What to produce: Below are entries. Reproduce exactly the lines between the line holding "fn prompt_err(e: dialoguer::Error)" and the line holding "Some(*kind) == config.llm.provider)", inclusive, and only those.

Dataset content:
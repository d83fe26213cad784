//! # `upload-to-ipfs`
//!
//! Tool that pins a blog post and, optionally, the coin image to IPFS. A failed
//! image pin does not fail the call: the original image URI is returned as a
//! fallback next to the pinned content.

use {
    crate::{
        error::{PinataError, PinningError, PinningErrorKind},
        pinata::{PinMetadata, PinResponse, PinataClient},
    },
    blogcoin_toolkit::*,
    blogcoin_types::{ipfs_uri, Sourced},
    chrono::{SecondsFormat, Utc},
    schemars::JsonSchema,
    serde::{Deserialize, Serialize},
    uuid::Uuid,
};

#[derive(Debug, Deserialize, JsonSchema)]
#[serde(deny_unknown_fields)]
pub(crate) struct Input {
    /// The blog post content to pin.
    content: String,
    /// URL of the coin image to pin next to the content.
    #[serde(default)]
    image_uri: Option<String>,
}

#[derive(Serialize)]
struct PinnedContent<'a> {
    content: &'a str,
    timestamp: String,
}

#[derive(Debug, PartialEq, Eq, Serialize, JsonSchema)]
#[serde(rename_all = "snake_case")]
pub(crate) enum Output {
    Ok {
        /// `ipfs://` URI of the pinned content.
        content_uri: String,
        /// `ipfs://` URI of the pinned image, or the original image URI as a
        /// fallback when pinning it failed. Absent when no image was given.
        #[serde(skip_serializing_if = "Option::is_none")]
        image_uri: Option<Sourced<String>>,
    },
    Err {
        /// Detailed error message.
        reason: String,
        /// Type of error.
        kind: PinningErrorKind,
        /// HTTP status code returned by Pinata, if any.
        #[serde(skip_serializing_if = "Option::is_none")]
        status_code: Option<u16>,
    },
}

pub(crate) struct UploadToIpfs {
    pinata: PinataClient,
}

impl BlogcoinTool for UploadToIpfs {
    type Input = Input;
    type Output = Output;

    async fn new() -> Self {
        Self {
            pinata: PinataClient::from_env(),
        }
    }

    fn name() -> &'static str {
        "upload-to-ipfs"
    }

    fn path() -> &'static str {
        "/upload-to-ipfs"
    }

    fn status_of(output: &Self::Output) -> StatusCode {
        match output {
            Output::Ok { .. } => StatusCode::OK,
            Output::Err { kind, .. } => kind.status(),
        }
    }

    async fn health(&self) -> AnyResult<StatusCode> {
        self.pinata.health().await
    }

    async fn invoke(&self, input: Self::Input) -> Self::Output {
        match self.upload(input).await {
            Ok((content_uri, image_uri)) => Output::Ok {
                content_uri,
                image_uri,
            },
            Err(e) => {
                log::error!("Failed to upload to IPFS: {e}");

                Output::Err {
                    reason: e.to_string(),
                    kind: e.kind(),
                    status_code: e.status_code(),
                }
            }
        }
    }
}

impl UploadToIpfs {
    async fn upload(
        &self,
        Input { content, image_uri }: Input,
    ) -> Result<(String, Option<Sourced<String>>), PinningError> {
        if content.trim().is_empty() {
            return Err(PinningError::Validation("Content is required".to_string()));
        }

        let id = Uuid::new_v4();

        let pinned = PinnedContent {
            content: &content,
            timestamp: Utc::now().to_rfc3339_opts(SecondsFormat::Millis, true),
        };

        let metadata = PinMetadata::named(format!("BlogPost_{id}"))
            .with("type", "blog-post")
            .with("timestamp", Utc::now().timestamp_millis().to_string());

        let response = self.pinata.pin_json(&pinned, &metadata).await?;
        let content_uri = ipfs_uri(&response.ipfs_hash);

        log::info!("Pinned blog post as {content_uri}");

        let Some(image_uri) = image_uri.filter(|uri| !uri.trim().is_empty()) else {
            return Ok((content_uri, None));
        };

        Ok((content_uri, Some(self.pin_image(id, image_uri).await)))
    }

    /// Downloads and pins the image. Falls back to the original URI.
    async fn pin_image(&self, id: Uuid, image_uri: String) -> Sourced<String> {
        let metadata = PinMetadata::named(format!("BlogCoinImage_{id}"))
            .with("type", "blog-coin-image")
            .with("timestamp", Utc::now().timestamp_millis().to_string());

        match self.fetch_and_pin(&image_uri, &metadata).await {
            Ok(response) => Sourced::live(ipfs_uri(&response.ipfs_hash)),
            Err(e) => {
                log::warn!("Image upload to IPFS failed, keeping {image_uri}: {e}");

                Sourced::fallback(image_uri, format!("Image upload to IPFS failed: {e}"))
            }
        }
    }

    async fn fetch_and_pin(
        &self,
        image_uri: &str,
        metadata: &PinMetadata,
    ) -> Result<PinResponse, PinataError> {
        let bytes = self.pinata.fetch(image_uri).await?;

        self.pinata.pin_file(bytes, metadata).await
    }
}
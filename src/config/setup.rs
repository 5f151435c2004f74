//! `config setup`: interactive provider wizard.

use dialoguer::{Input, Password, Select};
use tracing::debug;

use crate::config::Config;
use crate::error::ConfigError;
use crate::llm::{ProviderKind, ollama};

/// Models offered for Anthropic; the first is the default.
pub const ANTHROPIC_MODELS: [&str; 3] = [
    "claude-3-5-haiku-latest",
    "claude-3-5-sonnet-latest",
    "claude-3-opus-latest",
];

const PROVIDERS: [ProviderKind; 2] = [ProviderKind::Anthropic, ProviderKind::Ollama];

fn prompt_err(e: dialoguer::Error) -> ConfigError {
    ConfigError::Prompt(e.to_string())
}

/// Record Anthropic settings. A blank key keeps the existing one.
pub fn apply_anthropic(config: &mut Config, api_key: &str, model: &str) {
    config.llm.provider = Some(ProviderKind::Anthropic);
    if !api_key.trim().is_empty() {
        config.llm.anthropic.api_key = Some(api_key.trim().to_string());
    }
    config.llm.anthropic.model = Some(model.to_string());
}

pub fn apply_ollama(config: &mut Config, url: &str, model: &str) {
    config.llm.provider = Some(ProviderKind::Ollama);
    config.llm.ollama.url = Some(url.trim().trim_end_matches('/').to_string());
    config.llm.ollama.model = Some(model.trim().to_string());
}

/// Ask for provider settings and return the updated configuration.
pub fn run_setup(mut config: Config) -> Result<Config, ConfigError> {
    let labels = ["Anthropic", "Ollama"];
    let current = PROVIDERS
        .iter()
        .position(|kind| Some(*kind) == config.llm.provider)
        .unwrap_or(0);

    let choice = Select::new()
        .with_prompt("Select AI provider")
        .items(&labels)
        .default(current)
        .interact()
        .map_err(prompt_err)?;

    match PROVIDERS[choice] {
        ProviderKind::Anthropic => {
            let has_key = config.llm.anthropic.api_key.is_some();
            let prompt = if has_key {
                "Enter Anthropic API key (leave empty to keep the current one)"
            } else {
                "Enter Anthropic API key"
            };
            let api_key = Password::new()
                .with_prompt(prompt)
                .allow_empty_password(has_key)
                .interact()
                .map_err(prompt_err)?;

            let current_model = config
                .llm
                .anthropic
                .model
                .as_deref()
                .and_then(|m| ANTHROPIC_MODELS.iter().position(|known| *known == m))
                .unwrap_or(0);
            let model = Select::new()
                .with_prompt("Select Claude model")
                .items(&ANTHROPIC_MODELS)
                .default(current_model)
                .interact()
                .map_err(prompt_err)?;

            apply_anthropic(&mut config, &api_key, ANTHROPIC_MODELS[model]);
        }
        ProviderKind::Ollama | ProviderKind::Mock => {
            let url: String = Input::new()
                .with_prompt("Enter Ollama URL")
                .default(
                    config
                        .llm
                        .ollama
                        .url
                        .clone()
                        .unwrap_or_else(|| ollama::DEFAULT_URL.to_string()),
                )
                .interact_text()
                .map_err(prompt_err)?;
            let model: String = Input::new()
                .with_prompt("Enter model name")
                .default(
                    config
                        .llm
                        .ollama
                        .model
                        .clone()
                        .unwrap_or_else(|| ProviderKind::Ollama.default_model().to_string()),
                )
                .interact_text()
                .map_err(prompt_err)?;

            apply_ollama(&mut config, &url, &model);
        }
    }

    debug!("Setup selected {}", config.provider_kind());
    Ok(config)
}
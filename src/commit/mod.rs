//! AI-suggested commit messages: generation, selection and commit.

pub mod choice;
pub mod controller;
pub mod prompter;

pub use choice::{Choice, parse_choice};
pub use controller::{CommitOutcome, SelectionController};
pub use prompter::{SelectionPrompter, TerminalPrompter, format_suggestions};
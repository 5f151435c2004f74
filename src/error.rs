//! Error types for gitai modules using thiserror.

use std::path::PathBuf;

use thiserror::Error;

/// Errors from the version-control backend.
#[derive(Error, Debug)]
pub enum VcsError {
    #[error("Not a git repository (or any parent up to mount point): {}", .0.display())]
    RepositoryNotFound(PathBuf),

    #[error("Git author identity is not configured. Set user.name and user.email with `git config`")]
    MissingIdentity,

    #[error("Nothing staged to commit. Use `gitai add` or `git add` to stage changes")]
    NothingStaged,

    #[error("Bare repositories are not supported")]
    BareRepository,

    #[error("Git operation failed: {0}")]
    Git(#[source] git2::Error),
}

impl From<git2::Error> for VcsError {
    fn from(err: git2::Error) -> Self {
        VcsError::Git(err)
    }
}

/// Errors from LLM provider calls.
///
/// Transport and status failures are kept apart from content problems:
/// an unparseable reply is not an error here, it simply yields no suggestions.
#[derive(Error, Debug)]
pub enum ProviderError {
    #[error("{0} is not set. Export it or run `gitai config setup`")]
    MissingCredential(String),

    #[error("Invalid provider configuration: {0}")]
    InvalidConfig(String),

    #[error("Request to {provider} failed: {source}")]
    Transport {
        provider: &'static str,
        #[source]
        source: reqwest::Error,
    },

    #[error("{provider} returned HTTP {status}: {body}")]
    Status {
        provider: &'static str,
        status: u16,
        body: String,
    },

    #[error("{provider} returned a response that could not be decoded: {detail}")]
    InvalidResponse {
        provider: &'static str,
        detail: String,
    },

    #[error("Empty response from {0}")]
    EmptyResponse(&'static str),

    #[error("{0}")]
    Mock(String),
}

/// Errors from loading, saving or editing configuration.
#[derive(Error, Debug)]
pub enum ConfigError {
    #[error("Could not determine the user configuration directory")]
    NoConfigDir,

    #[error("Failed to read config file {}: {source}", path.display())]
    Read {
        path: PathBuf,
        #[source]
        source: std::io::Error,
    },

    #[error("Failed to parse config file {}: {source}", path.display())]
    Parse {
        path: PathBuf,
        #[source]
        source: toml::de::Error,
    },

    #[error("Failed to serialize config: {0}")]
    Serialize(#[source] toml::ser::Error),

    #[error("Failed to write config file {}: {source}", path.display())]
    Write {
        path: PathBuf,
        #[source]
        source: std::io::Error,
    },

    #[error("Unsupported LLM provider: '{0}' (valid: anthropic, ollama, mock)")]
    UnknownProvider(String),

    #[error("Setup cancelled: {0}")]
    Prompt(String),
}

/// Errors from the suggestion-generation and commit flow.
#[derive(Error, Debug)]
pub enum CommitFlowError {
    #[error("No staged changes found. Use `gitai add` or `git add` to stage changes")]
    NothingStaged,

    #[error(transparent)]
    Vcs(#[from] VcsError),

    #[error(transparent)]
    Provider(#[from] ProviderError),

    #[error("Suggestion worker stopped before reporting a result")]
    WorkerLost,

    #[error("Terminal error: {0}")]
    Terminal(#[source] std::io::Error),

    #[error("Failed to read input: {0}")]
    Prompt(String),
}

/// Errors from the interactive staging session.
#[derive(Error, Debug)]
pub enum StagingError {
    #[error("This command requires an interactive terminal")]
    NotInteractive,

    #[error(transparent)]
    Vcs(#[from] VcsError),

    #[error("Terminal error: {0}")]
    Terminal(#[source] std::io::Error),
}

/// Errors from .gitignore generation.
#[derive(Error, Debug)]
pub enum GitignoreError {
    #[error("At least one template name is required")]
    NoTemplates,

    #[error("Failed to fetch template {name}: {source}")]
    Fetch {
        name: String,
        #[source]
        source: reqwest::Error,
    },

    #[error("Template not found: {0}")]
    TemplateNotFound(String),

    #[error("Failed to back up existing .gitignore: {0}")]
    Backup(#[source] std::io::Error),

    #[error("Failed to write .gitignore: {0}")]
    Write(#[source] std::io::Error),
}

Written answer:
fn prompt_err(e: dialoguer::Error) -> ConfigError {
    ConfigError::Prompt(e.to_string())
}

/// Record Anthropic settings. A blank key keeps the existing one.
pub fn apply_anthropic(config: &mut Config, api_key: &str, model: &str) {
    config.llm.provider = Some(ProviderKind::Anthropic);
    if !api_key.trim().is_empty() {
        config.llm.anthropic.api_key = Some(api_key.trim().to_string());
    }
    config.llm.anthropic.model = Some(model.to_string());
}

pub fn apply_ollama(config: &mut Config, url: &str, model: &str) {
    config.llm.provider = Some(ProviderKind::Ollama);
    config.llm.ollama.url = Some(url.trim().trim_end_matches('/').to_string());
    config.llm.ollama.model = Some(model.trim().to_string());
}

/// Ask for provider settings and return the updated configuration.
pub fn run_setup(mut config: Config) -> Result<Config, ConfigError> {
    let labels = ["Anthropic", "Ollama"];
    let current = PROVIDERS
        .iter()
        .position(|kind| Some(*kind) == config.llm.provider)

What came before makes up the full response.